Monday, December 18, 2006

Day with a Difference - Dec 19, 2006

Today's Inspirational Quote:

The person who tries to live alone will not succeed as a human being. His heart withers if it does not answer another heart. His mind shrinks away if he hears only the echoes of his own thoughts and finds no other inspiration.- Pearl S. Buck

Warren Edward Buffett (b. August 30, 1930, Omaha, Nebraska) is an American investor, businessman and philanthropist.

Nicknamed the "Oracle of Omaha" or the "Sage of Omaha", Buffett has amassed an enormous fortune from astute investments, particularly through the company Berkshire Hathaway, of which he is the largest shareholder and CEO. With an estimated current net worth of around US$46 billion, he is ranked by Forbes as the second-richest person in the world, behind only Microsoft chairman Bill Gates.

In June 2006, he made a commitment to give away his fortune to charity, with 85% of it going to the Bill and Melinda Gates Foundation ([3]). Buffett's donation was the largest act of charitable giving in United States history ([4]).
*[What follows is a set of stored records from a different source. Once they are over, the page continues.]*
//! Responses and handler faults.
//!
//! # Responsibilities
//! - Represent a terminal response (status + JSON body)
//! - Represent a handler fault with its diagnostic trace
//! - Build the generic not-found and internal-error bodies
//!
//! # Design Decisions
//! - Fault detail lives only on `HandlerFault`, never on a `Reply`
//! - The correlation ID is echoed as a response header

use std::backtrace::Backtrace;

use axum::http::{HeaderValue, StatusCode};
use axum::response::{IntoResponse, Response};
use axum::Json;
use serde_json::{json, Value};
use thiserror::Error;

use crate::http::request::{CorrelationId, X_CORRELATION_ID};

/// Generic message returned for any internal failure.
pub const GENERIC_ERROR_MESSAGE: &str = "An unexpected error occurred";

/// A terminal response produced by exactly one pipeline stage.
#[derive(Debug, Clone, PartialEq)]
pub struct Reply {
    pub status: StatusCode,
    pub body: Value,
}

impl Reply {
    pub fn new(status: StatusCode, body: Value) -> Self {
        Self { status, body }
    }

    pub fn ok(body: Value) -> Self {
        Self::new(StatusCode::OK, body)
    }

    pub fn not_found(method: &str, url: &str) -> Self {
        Self::new(
            StatusCode::NOT_FOUND,
            json!({
                "error": "Not Found",
                "message": format!("The route {method} {url} does not exist"),
            }),
        )
    }

    pub fn internal_error() -> Self {
        Self::new(
            StatusCode::INTERNAL_SERVER_ERROR,
            json!({
                "error": "Internal Server Error",
                "message": GENERIC_ERROR_MESSAGE,
            }),
        )
    }

    /// Convert into an HTTP response, tagging it with the correlation ID.
    pub fn into_response_with(self, correlation_id: Option<&CorrelationId>) -> Response {
        let mut response = (self.status, Json(self.body)).into_response();
        if let Some(id) = correlation_id {
            if let Ok(value) = HeaderValue::from_str(id.as_str()) {
                response.headers_mut().insert(X_CORRELATION_ID, value);
            }
        }
        response
    }
}

impl IntoResponse for Reply {
    fn into_response(self) -> Response {
        self.into_response_with(None)
    }
}

/// An unexpected condition that aborted a handler.
#[derive(Debug, Error)]
#[error("{kind}: {message}")]
pub struct HandlerFault {
    kind: &'static str,
    message: String,
    trace: String,
}

impl HandlerFault {
    /// Raise a fault, capturing the current backtrace.
    pub fn new(kind: &'static str, message: impl Into<String>) -> Self {
        Self {
            kind,
            message: message.into(),
            trace: Backtrace::force_capture().to_string(),
        }
    }

    /// Fault built from a caught handler panic.
    pub fn from_panic(payload: &(dyn std::any::Any + Send)) -> Self {
        let message = payload
            .downcast_ref::<&str>()
            .map(|s| s.to_string())
            .or_else(|| payload.downcast_ref::<String>().cloned())
            .unwrap_or_else(|| "handler panicked".to_string());
        Self::new("Panic", message)
    }

    pub fn kind(&self) -> &'static str {
        self.kind
    }

    pub fn message(&self) -> &str {
        &self.message
    }

    pub fn trace(&self) -> &str {
        &self.trace
    }
}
Despite his immense wealth, Buffett is famous for his unpretentious and frugal lifestyle. His children will not inherit a significant proportion of his wealth. The following two quotations from 1995 and 1988, respectively, highlight Warren Buffett's thoughts on his wealth and why he long planned to reallocate it:

"I personally think that society is responsible for a very significant percentage of what I've earned. If you stick me down in the middle of Bangladesh or Peru or someplace, you find out how much this talent is going to produce in the wrong kind of soil... I work in a market system that happens to reward what I do very well - disproportionately well. Mike Tyson, too. If you can knock a guy out in 10 seconds and earn $10 million for it, this world will pay a lot for that. If you can bat .360, this world will pay a lot for that. If you're a marvelous teacher, this world won't pay a lot for it. If you are a terrific nurse, this world will not pay a lot for it. Now, am I going to try to come up with some comparable worth system that somehow (re)distributes that. No, I don't think you can do that. But I do think that when you're treated enormously well by this market system, where in effect the market system showers the ability to buy goods and services on you because of some peculiar talent - maybe your adenoids are a certain way, so you can sing and everybody will pay you enormous sums to be on television or whatever -I think society has a big claim on that." (Lowe 1997:164-165)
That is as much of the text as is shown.